Collected data
^^^^
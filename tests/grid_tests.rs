use tilegrid::collision::hitbox::collides_with_point_high_res;
use tilegrid::{Grid, GridError, IVec2, Tile, TileLayer, Xf, TILE_SIZE, TILE_SIZE_HIGH_RES};

fn layer_grid(width: i32, height: i32, data: Vec<i32>, xf: Xf) -> Grid {
    Grid::from_layer(&TileLayer::new(width, height, data), xf).unwrap()
}

fn single(tile: Tile, pos: IVec2) -> Grid {
    layer_grid(1, 1, vec![tile as i32], Xf::from_pos(pos))
}

#[test]
fn test_from_layer_rejects_bad_index() {
    let err = Grid::from_layer(&TileLayer::new(2, 1, vec![1, 7]), Xf::IDENTITY).unwrap_err();
    assert_eq!(
        err,
        GridError::TileOutOfRange {
            value: 7,
            pos: IVec2::new(1, 0)
        }
    );

    let err = Grid::from_layer(&TileLayer::new(-1, 2, vec![]), Xf::IDENTITY).unwrap_err();
    assert!(matches!(err, GridError::NegativeSize { .. }));
}

#[test]
fn test_from_layer_trims_and_places() {
    let grid = layer_grid(
        3,
        3,
        vec![0, 0, 0, 0, 1, 0, 0, 0, 0],
        Xf::from_pos(IVec2::new(100, 50)),
    );
    assert_eq!(grid.size(), IVec2::ONE);
    assert_eq!(grid.mass(), 2);

    let aabb = grid.world_aabb(Xf::IDENTITY);
    assert_eq!(aabb.min, IVec2::new(112, 62));
    assert_eq!(aabb.max, IVec2::new(124, 74));

    let empty = layer_grid(2, 2, vec![0; 4], Xf::IDENTITY);
    assert!(empty.is_empty());
    assert_eq!(empty.mass(), 0);
}

#[test]
fn test_square_point_queries() {
    let grid = single(Tile::Wall, IVec2::ZERO);
    assert!(grid.collides_with_point_in_world_space(IVec2::new(0, 0)));
    assert!(grid.collides_with_point_in_world_space(IVec2::new(11, 11)));
    assert!(!grid.collides_with_point_in_world_space(IVec2::new(12, 0)));
    assert!(!grid.collides_with_point_in_world_space(IVec2::new(-1, 5)));
}

#[test]
fn test_wedge_point_queries() {
    // Top-left corner missing.
    let grid = single(Tile::WallA, IVec2::ZERO);
    assert!(!grid.collides_with_point_in_grid_space(IVec2::new(0, 0)));
    assert!(!grid.collides_with_point_in_grid_space(IVec2::new(5, 5)));
    assert!(grid.collides_with_point_in_grid_space(IVec2::new(6, 6)));
    assert!(grid.collides_with_point_in_grid_space(IVec2::new(11, 11)));
    // Pixels cut by the diagonal count as solid.
    assert!(grid.collides_with_point_in_grid_space(IVec2::new(11, 0)));
    assert!(grid.collides_with_point_in_grid_space(IVec2::new(0, 11)));
}

#[test]
fn test_rotated_grid_keeps_shape() {
    let data = vec![Tile::Wall as i32, Tile::WallA as i32];
    for rot in 0..4 {
        let grid = layer_grid(2, 1, data.clone(), Xf::new(IVec2::new(50, 40), rot));
        let to_world = grid.grid_to_world();
        for y in -2..14 {
            for x in -2..26 {
                let pixel = IVec2::new(x, y);
                assert_eq!(
                    grid.collides_with_point_in_world_space(to_world.transform_pixel(pixel)),
                    grid.collides_with_point_in_grid_space(pixel),
                    "rot {rot}, pixel {pixel}"
                );
            }
        }
        assert_eq!(
            grid.world_pixel_to_tile(to_world.transform_pixel(IVec2::new(13, 4))),
            IVec2::new(1, 0)
        );
    }
}

#[test]
fn test_complementary_wedges_do_not_collide() {
    let a = single(Tile::WallA, IVec2::ZERO);
    let c = single(Tile::WallC, IVec2::ZERO);
    assert!(!a.collides_with_grid_with_offsets(Xf::IDENTITY, &c, Xf::IDENTITY, true));
    assert!(!a.collides_with_grid_with_offsets(Xf::IDENTITY, &c, Xf::IDENTITY, false));
    // Any overlap is caught, even a single pixel step.
    assert!(a.collides_with_grid_with_offsets(
        Xf::IDENTITY,
        &c,
        Xf::from_pos(IVec2::new(1, 0)),
        true
    ));
    assert!(a.collides_with_grid_with_offsets(
        Xf::from_pos(IVec2::new(0, -1)),
        &c,
        Xf::IDENTITY,
        false
    ));
}

#[test]
fn test_custom_xf_difference_rotates_other() {
    let a = single(Tile::WallA, IVec2::ZERO);
    // Half a turn around the tile center turns the wedge into its complement.
    let half_turn = Xf::new(IVec2::splat(TILE_SIZE), 2);
    assert!(!a.collides_with_grid_with_custom_xf_difference(&a, half_turn, true));
    assert!(a.collides_with_grid_with_custom_xf_difference(&a, Xf::IDENTITY, true));
}

#[test]
fn test_touching_blocks_do_not_collide() {
    let a = layer_grid(3, 3, vec![1; 9], Xf::IDENTITY);
    let b = layer_grid(3, 3, vec![1; 9], Xf::from_pos(IVec2::new(3 * TILE_SIZE, 5)));
    for full in [true, false] {
        assert!(!a.collides_with_grid_with_offsets(Xf::IDENTITY, &b, Xf::IDENTITY, full));
        assert!(a.collides_with_grid_with_offsets(
            Xf::from_pos(IVec2::new(1, 0)),
            &b,
            Xf::IDENTITY,
            full
        ));
    }
}

#[test]
fn test_remove_tile_restores_neighbour_min_masks() {
    let mut grid = layer_grid(2, 2, vec![1; 4], Xf::IDENTITY);
    assert_eq!(grid.mass(), 8);
    // The shared vertex is interior.
    assert_eq!(grid.hitbox_min()[&IVec2::ZERO], 0b1011);

    grid.remove_tile(IVec2::ONE);
    assert_eq!(grid.mass(), 6);
    assert_eq!(grid.size(), IVec2::new(2, 2));
    assert_eq!(grid.hitbox_min()[&IVec2::ZERO], 0b1111);
    assert!(!grid.hitbox_full().contains_key(&IVec2::ONE));
}

#[test]
fn test_zero_area_edit_changes_nothing() {
    let mut grid = layer_grid(2, 1, vec![1, 2], Xf::from_pos(IVec2::new(7, 3)));
    let before = (
        grid.size(),
        grid.mass(),
        grid.hitbox_full().clone(),
        grid.hitbox_min().clone(),
        grid.grid_to_world(),
    );
    grid.modify_region(IVec2::new(1, 0), IVec2::ZERO, |_| {});
    let after = (
        grid.size(),
        grid.mass(),
        grid.hitbox_full().clone(),
        grid.hitbox_min().clone(),
        grid.grid_to_world(),
    );
    assert_eq!(before, after);
}

#[test]
fn test_growing_edit_keeps_existing_tiles_in_place() {
    let mut grid = single(Tile::Wall, IVec2::new(24, 24));
    grid.modify_region(IVec2::new(-2, -1), IVec2::ONE, |region| {
        assert_eq!(region.size(), IVec2::ONE);
        assert_eq!(region.get(IVec2::ZERO), Tile::Air);
        region.set(IVec2::ZERO, Tile::WallD);
    });
    assert_eq!(grid.size(), IVec2::new(3, 2));
    assert_eq!(grid.tile_at(IVec2::new(2, 1)), Tile::Wall);
    assert_eq!(grid.tile_at(IVec2::ZERO), Tile::WallD);
    assert_eq!(grid.grid_to_world().pos, IVec2::new(0, 12));
    assert!(grid.collides_with_point_in_world_space(IVec2::new(30, 30)));
    assert_eq!(grid.mass(), 3);
}

#[test]
fn test_layer_loads_from_json() {
    let layer: TileLayer =
        serde_json::from_str(r#"{ "width": 2, "height": 1, "data": [1, 3] }"#).unwrap();
    let grid = Grid::from_layer(&layer, Xf::IDENTITY).unwrap();
    assert_eq!(grid.size(), IVec2::new(2, 1));
    assert_eq!(grid.tile_at(IVec2::ZERO), Tile::Wall);
    assert_eq!(grid.tile_at(IVec2::new(1, 0)), Tile::WallB);
    assert_eq!(grid.mass(), 3);
}

/// Grids whose shape contains the world-space high-res cell.
fn claimants(grids: &[&Grid], cell: IVec2) -> usize {
    grids
        .iter()
        .filter(|grid| {
            let local = grid.world_to_grid().transform_high_res_cell(cell);
            grid.collides_with_point_in_grid_space_high_res(local)
        })
        .count()
}

#[test]
fn test_wedge_slides_along_its_complement() {
    let ramp = single(Tile::WallA, IVec2::ZERO);
    for shift in -11..=11 {
        let pos = IVec2::new(-shift, shift);
        let complement = single(Tile::WallC, pos);
        // Half a turn makes the same kind of wedge face the other way.
        let mut turned = single(Tile::WallA, pos);
        turned.set_xf(Xf::new(turned.xf().pos, 2));

        for slider in [&complement, &turned] {
            for y in -36..72 {
                for x in -36..72 {
                    let cell = IVec2::new(x, y);
                    assert!(
                        claimants(&[&ramp, slider], cell) <= 1,
                        "shift {shift}: cell {cell} claimed twice"
                    );
                }
            }
            for full in [true, false] {
                let hit = ramp.collides_with_grid_with_offsets(Xf::IDENTITY, slider, Xf::IDENTITY, full);
                assert!(!hit, "shift {shift}: resting wedges collide");
            }
            if shift.abs() <= 10 {
                assert!(ramp.collides_with_grid_with_offsets(
                    Xf::IDENTITY,
                    slider,
                    Xf::from_pos(IVec2::new(1, 0)),
                    true
                ));
            }
        }
    }
}

#[test]
fn test_side_by_side_wedges_fill_shared_edge_once() {
    let grid = layer_grid(2, 1, vec![Tile::WallA as i32, Tile::WallC as i32], Xf::IDENTITY);
    let s = TILE_SIZE_HIGH_RES;
    for y in 0..s {
        for x in [s - 1, s] {
            let cell = IVec2::new(x, y);
            let claims = collides_with_point_high_res(0, cell) as i32
                + collides_with_point_high_res(2, cell - IVec2::new(s, 0)) as i32;
            assert!(claims <= 1, "cell {cell}");
            assert_eq!(grid.collides_with_point_in_grid_space_high_res(cell), claims == 1);
        }
    }
    // Every boundary pixel on either side is solid, owned by exactly one tile.
    for y in 0..TILE_SIZE {
        assert!(grid.collides_with_point_in_grid_space(IVec2::new(TILE_SIZE - 1, y)));
        assert!(grid.collides_with_point_in_grid_space(IVec2::new(TILE_SIZE, y)));
    }
}

struct Lcg(u64);

impl Lcg {
    fn next(&mut self, bound: i32) -> i32 {
        self.0 = self.0.wrapping_mul(6364136223846793005).wrapping_add(1442695040888963407);
        ((self.0 >> 33) % bound as u64) as i32
    }

    fn xf(&mut self, spread: i32) -> Xf {
        let pos = IVec2::new(self.next(2 * spread + 1), self.next(2 * spread + 1)) - spread;
        Xf::new(pos, self.next(4))
    }

    fn grid(&mut self) -> Grid {
        let (width, height) = (1 + self.next(2), 1 + self.next(2));
        let data = (0..width * height).map(|_| self.next(6)).collect();
        layer_grid(width, height, data, self.xf(12))
    }
}

#[test]
fn test_collision_is_symmetric() {
    let mut rng = Lcg(11);
    for _ in 0..2000 {
        let (a, b) = (rng.grid(), rng.grid());
        let (offset_a, offset_b) = (rng.xf(6), rng.xf(6));
        for full in [true, false] {
            assert_eq!(
                a.collides_with_grid_with_offsets(offset_a, &b, offset_b, full),
                b.collides_with_grid_with_offsets(offset_b, &a, offset_a, full),
                "a {:?} at {offset_a:?}, b {:?} at {offset_b:?}",
                a.cells(),
                b.cells()
            );
        }
    }
}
^^^^
# TASK
Would you retype exactly the lines above, from the line with "fn layer_grid(width: i32, height: i32, data: Vec<i32>, xf: Xf)" to the line with "let aabb = grid.world_aabb(Xf::IDENTITY);", with both end lines kept and nothing more?

# OUTPUT OF THE EXERCISE
fn layer_grid(width: i32, height: i32, data: Vec<i32>, xf: Xf) -> Grid {
    Grid::from_layer(&TileLayer::new(width, height, data), xf).unwrap()
}

fn single(tile: Tile, pos: IVec2) -> Grid {
    layer_grid(1, 1, vec![tile as i32], Xf::from_pos(pos))
}

#[test]
fn test_from_layer_rejects_bad_index() {
    let err = Grid::from_layer(&TileLayer::new(2, 1, vec![1, 7]), Xf::IDENTITY).unwrap_err();
    assert_eq!(
        err,
        GridError::TileOutOfRange {
            value: 7,
            pos: IVec2::new(1, 0)
        }
    );

    let err = Grid::from_layer(&TileLayer::new(-1, 2, vec![]), Xf::IDENTITY).unwrap_err();
    assert!(matches!(err, GridError::NegativeSize { .. }));
}

#[test]
fn test_from_layer_trims_and_places() {
    let grid = layer_grid(
        3,
        3,
        vec![0, 0, 0, 0, 1, 0, 0, 0, 0],
        Xf::from_pos(IVec2::new(100, 50)),
    );
    assert_eq!(grid.size(), IVec2::ONE);
    assert_eq!(grid.mass(), 2);

    let aabb = grid.world_aabb(Xf::IDENTITY);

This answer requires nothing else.